なんか人が触っている気配がして目を覚ましたんだ。
 そしたらお袋がシャツめくってるじゃないビックリしてさ『何すんだよ息子の裸見てえのかよ、やらしいな』って言ってやったんだよ。
 お袋が言うには『俺が身体中に刺青しているって、島中で噂になってる』って・・・。
 俺はそのころ綺麗なからだだったからシャツを脱いでやったんだ。そしたらお袋なんて言ったと思う?
『明日から道歩くときは裸で歩け』ってさ」


 ディスコのフロアーで白いスーツに身を包みダンスする男(道夫=ジョニー大倉)は、テーブル席の3人組からの痛烈なヤジを無視をしてダンスを続けます。
 フロアーの客は怖くなりテーブルに散っていき3人組のヤジはエスカレートし灰皿を床に叩きつけ、テーブルを倒し「踊るのをやめろ」と詰め寄ります。
 ダンスをする男の連れと思われるフロアー横のテーブルで飲んでいたサングラスをした白いスーツの男(洋一=柴田恭兵)は3人組のリーダー格の前に立ちはだかると無言で銃を抜き引き金を引くと男の胸から血と肉片が飛び散り・・・。
 発砲を機にディスコの客は大パニック、ディスコを抜け出したスーツの2人はカマロに乗り逃走していきます。

 白いスーツの兄貴分の道夫はもう30才、2人はヤクザにはなりたくない、なる機会を失った「チンピラ」なのです。

 2人はヤクザの親分大谷の下で競馬のノミ行為を行い、飲食店でチンピラの抗争劇のサプライズイベントで小塚い稼ぎをしながら生活をしているのです。

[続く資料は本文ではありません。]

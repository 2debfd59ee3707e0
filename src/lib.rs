// src/lib.rs

pub mod analytical;
pub mod boundaries;
pub mod config;
pub mod convolution;
pub mod error;
pub mod field;
pub mod grid;
pub mod integrator;
pub mod mask;
pub mod output;
pub mod params;
pub mod residual;
pub mod solver;
pub mod tiling;
pub mod visualisation;

pub use error::{DiffusionError, Result};
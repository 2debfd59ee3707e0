// src/params.rs

use std::fs;
use std::path::Path;

use serde::{Deserialize, Serialize};

use crate::boundaries::BoundaryValues;
use crate::error::{DiffusionError, Result};
use crate::grid::Grid2D;
use crate::mask::Stencil;

/// Acceptance threshold on the mean squared residual at the end of the
/// reference run (512 x 512, 100000 steps). Typical value there is ~3e-3.
pub const RESIDUAL_ACCEPTANCE: f64 = 1e-2;

/// Simulation parameters. Defaults reproduce the reference benchmark.
#[derive(Debug, Clone, PartialEq, Serialize, Deserialize)]
#[serde(default)]
pub struct SimParams {
    /// Stored cells along x, ghost layer included.
    pub nx: usize,
    /// Stored cells along y, ghost layer included.
    pub ny: usize,
    /// Stencil code (53, 93 or 135).
    pub code: u32,
    pub dx: f64,
    pub dy: f64,
    /// Diffusivity D.
    pub diffusivity: f64,
    /// Fraction of the explicit stability limit used for dt, in (0, 1).
    pub lin_stab: f64,
    pub steps: usize,
    /// Image checkpoint interval (steps).
    pub checks: usize,
    /// Residual / runlog interval (steps).
    pub log_every: usize,
    pub boundaries: BoundaryValues,
}

impl Default for SimParams {
    fn default() -> Self {
        Self {
            nx: 512,
            ny: 512,
            code: 53,
            dx: 0.5,
            dy: 0.5,
            diffusivity: 0.00625,
            lin_stab: 0.1,
            steps: 100_000,
            checks: 10_000,
            log_every: 100,
            boundaries: BoundaryValues::default(),
        }
    }
}

impl SimParams {
    /// Load parameters from a JSON file; missing keys keep their defaults.
    pub fn from_json_file(path: &Path) -> Result<Self> {
        let text = fs::read_to_string(path)?;
        Ok(serde_json::from_str(&text)?)
    }

    pub fn stencil(&self) -> Stencil {
        Stencil::from_code(self.code)
    }

    /// Grid with a ghost layer as wide as the stencil radius.
    pub fn grid(&self) -> Result<Grid2D> {
        Grid2D::new(self.nx, self.ny, self.dx, self.dy, self.stencil().radius())
    }

    /// Smallest grid spacing.
    pub fn h(&self) -> f64 {
        self.dx.min(self.dy)
    }

    /// Explicit stability limit h^2 / (4 D).
    pub fn stability_limit(&self) -> f64 {
        self.h() * self.h() / (4.0 * self.diffusivity)
    }

    /// dt = linStab * h^2 / (4 D)
    pub fn time_step(&self) -> f64 {
        self.lin_stab * self.stability_limit()
    }

    /// Reject a non-positive dt or one beyond the stability limit.
    pub fn check_time_step(&self, dt: f64) -> Result<()> {
        let limit = self.stability_limit();
        if !(dt.is_finite() && dt > 0.0 && dt <= limit) {
            return Err(DiffusionError::InvalidTimeStep { dt, limit });
        }
        Ok(())
    }

    pub fn validate(&self) -> Result<()> {
        if !(self.dx.is_finite() && self.dy.is_finite() && self.dx > 0.0 && self.dy > 0.0) {
            return Err(DiffusionError::InvalidSpacing {
                dx: self.dx,
                dy: self.dy,
            });
        }
        if !(self.diffusivity.is_finite() && self.diffusivity > 0.0) {
            return Err(DiffusionError::invalid(
                "diffusivity",
                format!("must be positive and finite, got {}", self.diffusivity),
            ));
        }
        if !(self.lin_stab > 0.0 && self.lin_stab < 1.0) {
            return Err(DiffusionError::invalid(
                "lin_stab",
                format!("must lie in (0, 1), got {}", self.lin_stab),
            ));
        }
        if self.checks == 0 {
            return Err(DiffusionError::invalid("checks", "checkpoint interval must be at least 1"));
        }
        if self.log_every == 0 {
            return Err(DiffusionError::invalid("log_every", "log interval must be at least 1"));
        }
        let b = &self.boundaries;
        if ![b.background, b.left, b.right].iter().all(|v| v.is_finite()) {
            return Err(DiffusionError::invalid("boundaries", "boundary values must be finite"));
        }
        self.grid()?;
        self.check_time_step(self.time_step())
    }
}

 大谷からシャブの包みを預かり永い時間が過ぎたある日、洋一は大谷が刺された知らせを受け事務所に呼び出されるのですが、ノミ行為で大穴を開けた道夫が穴埋めにシャブを横流したことを知らされます。
 シャブを返すよう言われた道夫は動揺して大谷を刺して逃走したのです。

 洋一は道夫を探しだして連れて来るように言われ、街は道夫の包囲網が敷かれます。
 街中を探し回った洋一は以前上京した頃の思い出を話したデパート屋上で道夫を発見します。
 道夫を屋上に残し再び街に出た洋一は国外逃亡の船を手配しデパートに戻り逃走を実行するのですがデパートの出口で5人組のヤクザに見つかってしまいます。その中にはノミ行為の仲間(下っ端)のひとしがいました。
 ひとしはいきなり銃を抜くと3発の銃弾を道夫に浴びせ、洋一の胸には1発を浴びせると5人は現場から立ち去っていきます。

 洋一は傷ついた体で血まみれで瀕死の道夫をカマロに乗せると手配した船の港へむかうのですが、すでに道夫は・・・。

 
 脚本した金子正次氏は四国の小さな島で生まれ、突っ張った学生時代を過ごし、ヤクザに強い憧れをもち高校を中退し上京します。
 ヤクザになれなかった金子氏はヤクザ映画を作る強い願望があり、俳優仲間の松田優作氏は名前が売れ始めて差をつけられていたことからどうしても自分が主演のヤクザ映画を制作したかったのです。
 金子氏は地元の小さな島では「ヤクザになっている」と噂されているのです。映画の中で洋一は金子氏の代わりに語り始めます。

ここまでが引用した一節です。